Sunstein devotes one chapter to autonomy, in which he distinguishes a 'thin' and 'thick' version of autonomy. In the thin version, autonomy (defined as freedom of choice) is seen as an ingredient of welfare. People dislike having their choices overridden and hence a reduction of freedom of choice reduces their welfare. Based on this criterion, hard paternalism (bans and taxes) should reduce welfare, but soft paternalism (nudges) should not. However, it might also be the case that people like choosing, which is more than just having the right to choose. If people like choosing, defaults – which do not take away the right to choose – might reduce peoples’ welfare. In any case, Nudges are compatible with the thin version of the autonomy argument, especially when granting that a cost benefit analysis is warranted when evaluating behavioural interventions.

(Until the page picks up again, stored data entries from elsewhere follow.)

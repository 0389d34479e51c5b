//! Error types for the CFS tracker server

use axum::{
    http::StatusCode,
    response::{IntoResponse, Response},
    Json,
};
use serde::Serialize;
use thiserror::Error;

/// Stable error codes returned in every error body
#[derive(Debug, Clone, Copy, PartialEq, Eq)]
#[repr(u32)]
pub enum ErrorCode {
    Failure = 1,
    NotAuthorized = 2,
    StorageFailure = 3,
    NotFound = 4,
    InvalidStatus = 5,
    InvalidTransition = 6,
    BadValue = 7,
    Duplicate = 8,
    NotificationFailure = 9,
    BusinessRule = 10,
}

/// Main application error type
#[derive(Error, Debug)]
pub enum AppError {
    #[error("Authentication failed: {0}")]
    Authentication(String),

    #[error("Authorization failed: {0}")]
    Authorization(String),

    #[error("Not found: {0}")]
    NotFound(String),

    /// Status value outside the fixed enum of the entity
    #[error("Invalid status: {0}")]
    InvalidStatus(String),

    /// Status value is valid but not reachable from the current one
    #[error("Invalid transition: {0}")]
    InvalidTransition(String),

    #[error("Validation error: {0}")]
    Validation(String),

    #[error("Database error: {0}")]
    Database(#[from] sqlx::Error),

    #[error("Conflict: {0}")]
    Conflict(String),

    #[error("Bad request: {0}")]
    BadRequest(String),

    /// Notification dispatch failed. Callers log it and carry on.
    #[error("Notification error: {0}")]
    Notification(String),

    #[error("Internal server error: {0}")]
    Internal(String),

    #[error("Business rule violation: {0}")]
    BusinessRule(String),
}

/// Error response body
#[derive(Serialize, utoipa::ToSchema)]
pub struct ErrorResponse {
    pub code: u32,
    pub error: String,
    pub message: String,
}

impl From<validator::ValidationErrors> for AppError {
    fn from(errors: validator::ValidationErrors) -> Self {
        AppError::Validation(errors.to_string())
    }
}

impl IntoResponse for AppError {
    fn into_response(self) -> Response {
        let (status, code, message) = match &self {
            AppError::Authentication(msg) => {
                (StatusCode::UNAUTHORIZED, ErrorCode::NotAuthorized, msg.clone())
            }
            AppError::Authorization(msg) => {
                (StatusCode::FORBIDDEN, ErrorCode::NotAuthorized, msg.clone())
            }
            AppError::NotFound(msg) => (StatusCode::NOT_FOUND, ErrorCode::NotFound, msg.clone()),
            AppError::InvalidStatus(msg) => {
                (StatusCode::BAD_REQUEST, ErrorCode::InvalidStatus, msg.clone())
            }
            AppError::InvalidTransition(msg) => {
                (StatusCode::CONFLICT, ErrorCode::InvalidTransition, msg.clone())
            }
            AppError::Validation(msg) => (StatusCode::BAD_REQUEST, ErrorCode::BadValue, msg.clone()),
            AppError::Database(e) => {
                tracing::error!("Database error: {:?}", e);
                (
                    StatusCode::INTERNAL_SERVER_ERROR,
                    ErrorCode::StorageFailure,
                    "Database error".to_string(),
                )
            }
            AppError::Conflict(msg) => (StatusCode::CONFLICT, ErrorCode::Duplicate, msg.clone()),
            AppError::BadRequest(msg) => (StatusCode::BAD_REQUEST, ErrorCode::BadValue, msg.clone()),
            AppError::Notification(msg) => {
                tracing::error!("Notification error reached a response: {}", msg);
                (
                    StatusCode::INTERNAL_SERVER_ERROR,
                    ErrorCode::NotificationFailure,
                    "Notification failure".to_string(),
                )
            }
            AppError::Internal(msg) => {
                tracing::error!("Internal error: {}", msg);
                (
                    StatusCode::INTERNAL_SERVER_ERROR,
                    ErrorCode::Failure,
                    "Internal server error".to_string(),
                )
            }
            AppError::BusinessRule(msg) => {
                (StatusCode::UNPROCESSABLE_ENTITY, ErrorCode::BusinessRule, msg.clone())
            }
        };

        let body = Json(ErrorResponse {
            code: code as u32,
            error: format!("{:?}", code),
            message,
        });

        (status, body).into_response()
    }
}

/// Result type alias for application operations
pub type AppResult<T> = Result<T, AppError>;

In the thick version, freedom of choice is not just a part of the utility function. Here, freedom of choice is seen as an end in itself. Proponents of this thick version argue that people should have a right to choose even if choices cause them harm; be entitled to buy unhealthy stuff; not be regarded as children; be treated with respect; be ends, not means; be sovereign; and be free to make mistakes. Hence, in this view even soft paternalism threatens individual dignity and endangers liberty.

Sunstein’s response to the thick version of the autonomy objection is interesting. He seems to suggest that the above arguments tend to originate in people’s System 1 (where biases and errors also tend to originate). At this April 2014 panel discussion at Harvard Law School the panel talks a bit more about the role of System 1 in the thick version of the objections based on autonomy. In the book, Sunstein says that some argue that the thick version of autonomy is rhetorical flourish and therefore unhelpful.

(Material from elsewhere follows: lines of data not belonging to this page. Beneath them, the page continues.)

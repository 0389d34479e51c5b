//! Transactional email: donor thanks, request status updates and contact forwards

use async_trait::async_trait;
use chrono::NaiveDate;
use lettre::{
    message::{header::ContentType, Mailbox, Message, MultiPart, SinglePart},
    transport::smtp::authentication::Credentials,
    SmtpTransport, Transport,
};
use std::str::FromStr;

use crate::{
    config::EmailConfig,
    error::{AppError, AppResult},
    models::{
        contact::CreateContactMessage, donation::Donation, enums::RequestStatus,
        school_request::SchoolRequestWithOwner,
    },
};

const SIGNATURE: &str = "Best Regards,\nComputer for Schools Kenya Team";

/// One outgoing message
#[derive(Debug, Clone, PartialEq, Eq)]
pub struct Notification {
    pub to: String,
    pub subject: String,
    pub body: String,
    pub reply_to: Option<String>,
}

impl Notification {
    /// Thank-you to a donor whose pledge was approved
    pub fn donation_approved(donation: &Donation, collection_date: Option<NaiveDate>) -> Self {
        let pickup = collection_date
            .or(donation.pickup_date)
            .map(|date| date.format("%A %-d %B %Y").to_string())
            .unwrap_or_else(|| "to be confirmed".to_string());

        let body = format!(
            "Dear {name},\n\n\
             Thank you for your generous donation of {quantity} {kind} computer(s).\n\
             Your donation has been approved and our team will collect it on: {pickup}.\n\n\
             Every computer you give helps a Kenyan student get digital skills.\n\n\
             {signature}\n",
            name = donation.donor_name,
            quantity = donation.quantity,
            kind = donation.computer_type,
            pickup = pickup,
            signature = SIGNATURE,
        );

        Self {
            to: donation.email.clone(),
            subject: "Your donation has been approved".to_string(),
            body,
            reply_to: None,
        }
    }

    /// Status update for the school behind a request. `None` when no address resolves.
    pub fn request_status_update(
        entry: &SchoolRequestWithOwner,
        status: RequestStatus,
        admin_comment: Option<&str>,
    ) -> Option<Self> {
        let to = entry.notification_address()?.to_string();
        let request = &entry.request;

        let subject = match status {
            RequestStatus::Approved => "Good News: Your Equipment Request is Approved!",
            RequestStatus::Rejected => "Update on your Equipment Request",
            _ => "Status Update: Equipment Request",
        };

        let mut body = format!(
            "Dear {},\n\nYour request for {} {}(s) has been updated to: {}.\n",
            entry.greeting_name(),
            request.quantity,
            request.computer_type,
            status.as_str().to_uppercase(),
        );
        if let Some(comment) = admin_comment.map(str::trim).filter(|c| !c.is_empty()) {
            body.push_str(&format!("\nAdmin Note: {}\n", comment));
        }
        match status {
            RequestStatus::Approved => body.push_str(
                "\nOur team will contact you shortly regarding delivery/pickup arrangements.\n",
            ),
            RequestStatus::Rejected => body.push_str(
                "\nYou may apply again in the future or contact us for more details.\n",
            ),
            _ => {}
        }
        body.push('\n');
        body.push_str(SIGNATURE);
        body.push('\n');

        Some(Self {
            to,
            subject: subject.to_string(),
            body,
            reply_to: None,
        })
    }

    /// Contact-form message forwarded to the organisation inbox
    pub fn contact_forward(inbox: &str, message: &CreateContactMessage) -> Self {
        let body = format!(
            "New contact message\n\nName: {}\nEmail: {}\nSubject: {}\n\n{}\n\n\
             This message was sent from the Computer for Schools Kenya website contact form.\n",
            message.name, message.email, message.subject, message.message,
        );
        Self {
            to: inbox.to_string(),
            subject: format!("[New Contact] {}", message.subject),
            body,
            reply_to: Some(message.email.clone()),
        }
    }
}

/// Escape text for an HTML body
fn escape_html(text: &str) -> String {
    let mut escaped = String::with_capacity(text.len());
    for c in text.chars() {
        match c {
            '&' => escaped.push_str("&amp;"),
            '<' => escaped.push_str("&lt;"),
            '>' => escaped.push_str("&gt;"),
            '"' => escaped.push_str("&quot;"),
            '\'' => escaped.push_str("&#39;"),
            _ => escaped.push(c),
        }
    }
    escaped
}

/// HTML alternative of a plain-text notification body
fn html_body(body: &str) -> String {
    format!(
        r#"<html><body><div style="font-family: Arial, sans-serif">{}</div></body></html>"#,
        escape_html(body).replace('\n', "<br>")
    )
}

/// Best-effort message delivery. Callers log and swallow errors.
#[cfg_attr(test, mockall::automock)]
#[async_trait]
pub trait Notifier: Send + Sync {
    async fn send(&self, notification: Notification) -> AppResult<()>;
}

#[derive(Clone)]
pub struct EmailService {
    config: EmailConfig,
}

impl EmailService {
    pub fn new(config: EmailConfig) -> Self {
        Self { config }
    }

    fn build_message(&self, notification: &Notification) -> AppResult<Message> {
        let from_name = self
            .config
            .smtp_from_name
            .as_deref()
            .unwrap_or("Computers for Schools Kenya");
        let from_mailbox = Mailbox::from_str(&format!("{} <{}>", from_name, self.config.smtp_from))
            .map_err(|e| AppError::Notification(format!("Invalid from address: {}", e)))?;

        let to_mailbox = Mailbox::from_str(&notification.to)
            .map_err(|e| AppError::Notification(format!("Invalid to address: {}", e)))?;

        let mut builder = Message::builder()
            .from(from_mailbox)
            .to(to_mailbox)
            .subject(notification.subject.as_str());

        if let Some(reply_to) = &notification.reply_to {
            let reply_mailbox = Mailbox::from_str(reply_to)
                .map_err(|e| AppError::Notification(format!("Invalid reply-to address: {}", e)))?;
            builder = builder.reply_to(reply_mailbox);
        }

        builder
            .multipart(
                MultiPart::alternative()
                    .singlepart(
                        SinglePart::builder()
                            .header(ContentType::TEXT_PLAIN)
                            .body(notification.body.clone()),
                    )
                    .singlepart(
                        SinglePart::builder()
                            .header(ContentType::TEXT_HTML)
                            .body(html_body(&notification.body)),
                    ),
            )
            .map_err(|e| AppError::Notification(format!("Failed to build email: {}", e)))
    }

    fn transport(&self) -> AppResult<SmtpTransport> {
        let builder = if self.config.smtp_use_tls {
            SmtpTransport::starttls_relay(&self.config.smtp_host)
                .map_err(|e| AppError::Notification(format!("Failed to create SMTP transport: {}", e)))?
        } else {
            SmtpTransport::builder_dangerous(&self.config.smtp_host)
        }
        .port(self.config.smtp_port);

        let builder = match (&self.config.smtp_username, &self.config.smtp_password) {
            (Some(username), Some(password)) => {
                builder.credentials(Credentials::new(username.clone(), password.clone()))
            }
            _ => builder,
        };

        Ok(builder.build())
    }
}

#[async_trait]
impl Notifier for EmailService {
    async fn send(&self, notification: Notification) -> AppResult<()> {
        if !self.config.enabled {
            tracing::info!(
                to = %notification.to,
                subject = %notification.subject,
                "Email disabled, notification not sent"
            );
            return Ok(());
        }

        let message = self.build_message(&notification)?;
        let mailer = self.transport()?;

        // lettre's SmtpTransport is blocking
        tokio::task::spawn_blocking(move || mailer.send(&message))
            .await
            .map_err(|e| AppError::Notification(format!("Email task failed: {}", e)))?
            .map_err(|e| AppError::Notification(format!("Failed to send email: {}", e)))?;

        tracing::info!(to = %notification.to, subject = %notification.subject, "Email sent");
        Ok(())
    }
}

#[cfg(test)]
mod tests {
    use super::*;
    use crate::models::{
        enums::{DonationComputerType, DonationCondition, DonationStatus, RequestComputerType},
        school_request::SchoolRequest,
    };
    use chrono::Utc;
    use uuid::Uuid;

    fn donation(pickup_date: Option<NaiveDate>) -> Donation {
        Donation {
            id: 7,
            user_id: None,
            donor_name: "Jane Wanjiru".to_string(),
            organization: None,
            email: "jane@example.com".to_string(),
            phone: "+254700000000".to_string(),
            address: "Nairobi".to_string(),
            computer_type: DonationComputerType::Laptop,
            quantity: 4,
            condition_status: DonationCondition::Working,
            pickup_date,
            message: None,
            status: DonationStatus::Approved,
            created_at: Utc::now(),
            updated_at: Utc::now(),
        }
    }

    fn request_entry(owner_email: Option<&str>, owner_name: Option<&str>) -> SchoolRequestWithOwner {
        SchoolRequestWithOwner {
            request: SchoolRequest {
                id: 3,
                user_id: Uuid::new_v4(),
                school_id: None,
                school_name: "Kisumu Day".to_string(),
                contact_person: "Head Teacher".to_string(),
                email: "office@kisumuday.ac.ke".to_string(),
                phone: "+254711111111".to_string(),
                location: "Kisumu".to_string(),
                computer_type: RequestComputerType::Desktop,
                quantity: 10,
                justification: "New lab".to_string(),
                status: RequestStatus::Pending,
                created_at: Utc::now(),
                updated_at: Utc::now(),
            },
            owner_email: owner_email.map(str::to_string),
            owner_name: owner_name.map(str::to_string),
        }
    }

    #[test]
    fn test_donation_pickup_date_resolution() {
        let collection = NaiveDate::from_ymd_opt(2025, 3, 14).unwrap();
        let stored = NaiveDate::from_ymd_opt(2025, 2, 1).unwrap();

        let n = Notification::donation_approved(&donation(Some(stored)), Some(collection));
        assert!(n.body.contains("14 March 2025"));

        let n = Notification::donation_approved(&donation(Some(stored)), None);
        assert!(n.body.contains("1 February 2025"));

        let n = Notification::donation_approved(&donation(None), None);
        assert!(n.body.contains("to be confirmed"));
        assert_eq!(n.to, "jane@example.com");
        assert!(n.body.contains("4 laptop"));
    }

    #[test]
    fn test_request_update_subjects_and_note() {
        let entry = request_entry(Some("owner@kisumuday.ac.ke"), Some("Mary"));

        let n = Notification::request_status_update(&entry, RequestStatus::Approved, Some("Delivery in May"))
            .unwrap();
        assert_eq!(n.to, "owner@kisumuday.ac.ke");
        assert!(n.subject.contains("Approved"));
        assert!(n.body.starts_with("Dear Mary,"));
        assert!(n.body.contains("APPROVED"));
        assert!(n.body.contains("Admin Note: Delivery in May"));
        assert!(n.body.contains("delivery/pickup arrangements"));

        let n = Notification::request_status_update(&entry, RequestStatus::Rejected, None).unwrap();
        assert_eq!(n.subject, "Update on your Equipment Request");
        assert!(!n.body.contains("Admin Note"));
        assert!(n.body.contains("apply again"));

        let n = Notification::request_status_update(&entry, RequestStatus::Pending, Some("  ")).unwrap();
        assert_eq!(n.subject, "Status Update: Equipment Request");
        assert!(!n.body.contains("Admin Note"));
    }

    #[test]
    fn test_request_update_falls_back_to_request_contact() {
        let entry = request_entry(None, None);
        let n = Notification::request_status_update(&entry, RequestStatus::Approved, None).unwrap();
        assert_eq!(n.to, "office@kisumuday.ac.ke");
        assert!(n.body.starts_with("Dear Partner School,"));
    }

    #[test]
    fn test_contact_forward_sets_reply_to() {
        let message = CreateContactMessage {
            name: "Otieno".to_string(),
            email: "otieno@example.com".to_string(),
            subject: "Volunteering".to_string(),
            message: "How can I help?".to_string(),
        };
        let n = Notification::contact_forward("info@cfsk.org", &message);
        assert_eq!(n.to, "info@cfsk.org");
        assert_eq!(n.subject, "[New Contact] Volunteering");
        assert_eq!(n.reply_to.as_deref(), Some("otieno@example.com"));

        let message = CreateContactMessage {
            message: "<script>alert(1)</script>\n<a href=\"http://evil\">click</a>".to_string(),
            ..message
        };
        let html = html_body(&Notification::contact_forward("info@cfsk.org", &message).body);
        assert!(!html.contains("<script>"));
        assert!(!html.contains("<a href"));
        assert!(html.contains("&lt;script&gt;alert(1)&lt;/script&gt;<br>&lt;a href=&quot;http://evil&quot;&gt;"));
    }

    #[test]
    fn test_owner_email_blank_falls_back_to_request_contact() {
        let entry = request_entry(Some(" "), Some("Mary"));
        let n = Notification::request_status_update(&entry, RequestStatus::Approved, None).unwrap();
        assert_eq!(n.to, "office@kisumuday.ac.ke");
    }

    #[test]
    fn test_escape_html() {
        assert_eq!(
            escape_html(r#"<b>"Tom" & 'Jerry'</b>"#),
            "&lt;b&gt;&quot;Tom&quot; &amp; &#39;Jerry&#39;&lt;/b&gt;"
        );
    }

    #[tokio::test]
    async fn test_disabled_email_is_logged_not_sent() {
        let service = EmailService::new(EmailConfig::default());
        let n = Notification::donation_approved(&donation(None), None);
        assert!(service.send(n).await.is_ok());
    }
}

There is one part of the book where I disagree with him (see here *new version*). This is when he writes about the way nudges work: either by promoting conscious deliberation (in System 2) or by operating behind the back of the chooser (via System 1).

Sunstein proposes that it is hard to see why nudges should be seen objectionable if they do not promote deliberation in System 2, but work only or largely because of the operations in System 1. His main argument is that nudges are inevitable: Any cafeteria has to have a design, any list of items has to have an order, and we cannot avoid influencing System 1. His argument goes: Since we cannot avoid this influence, nudges should not be ruled off limits merely because they work as a result of the operations of System 1, as long as they are made public and defended on their merits.

What is missing here is an analysis of the dynamic effects of nudges. He might be totally correct in a static framework. However, when considering that nudges can change the strength of decision-making anomalies over time, and influence the degree to which people make decisions in System 1 or System 2, one can see some additional costs of nudging. People might learn to trust the choice architecture and to rely on their System 1 when making decisions. Center member Thomas de Haan is involved in an experimental representation of this issue. There might be a backlash against too good nudges. And – to call in the slippery slope argument – the door would open up for any kind of manipulation when most people rely on their System 1 most of the time. I favour nudges that improve, rather than reduce, individuals’ ability to make critically reflected decisions in their System 2. In one aspect I sincerely agree with Sunstein: On these questions, more empirical research would be highly desirable.

The last paragraph I leave to Barry Schwarz because he summarises his review of Why Nudge? better than I could:

"To conclude, Why Nudge is a fine book. It treats critics of the “soft paternalism” of nudges with great respect, it is non-dogmatic, and it is nuanced and sophisticated in its arguments. I don’t recommend this book as a substitute for Thinking Fast and Slow or Nudge. But it is an excellent next book to read. And in a pinch, for those of us too busy making decisions that the world will not make for us to read so many books, it provides a faithful snapshot of the earlier books so that its main arguments are self-contained."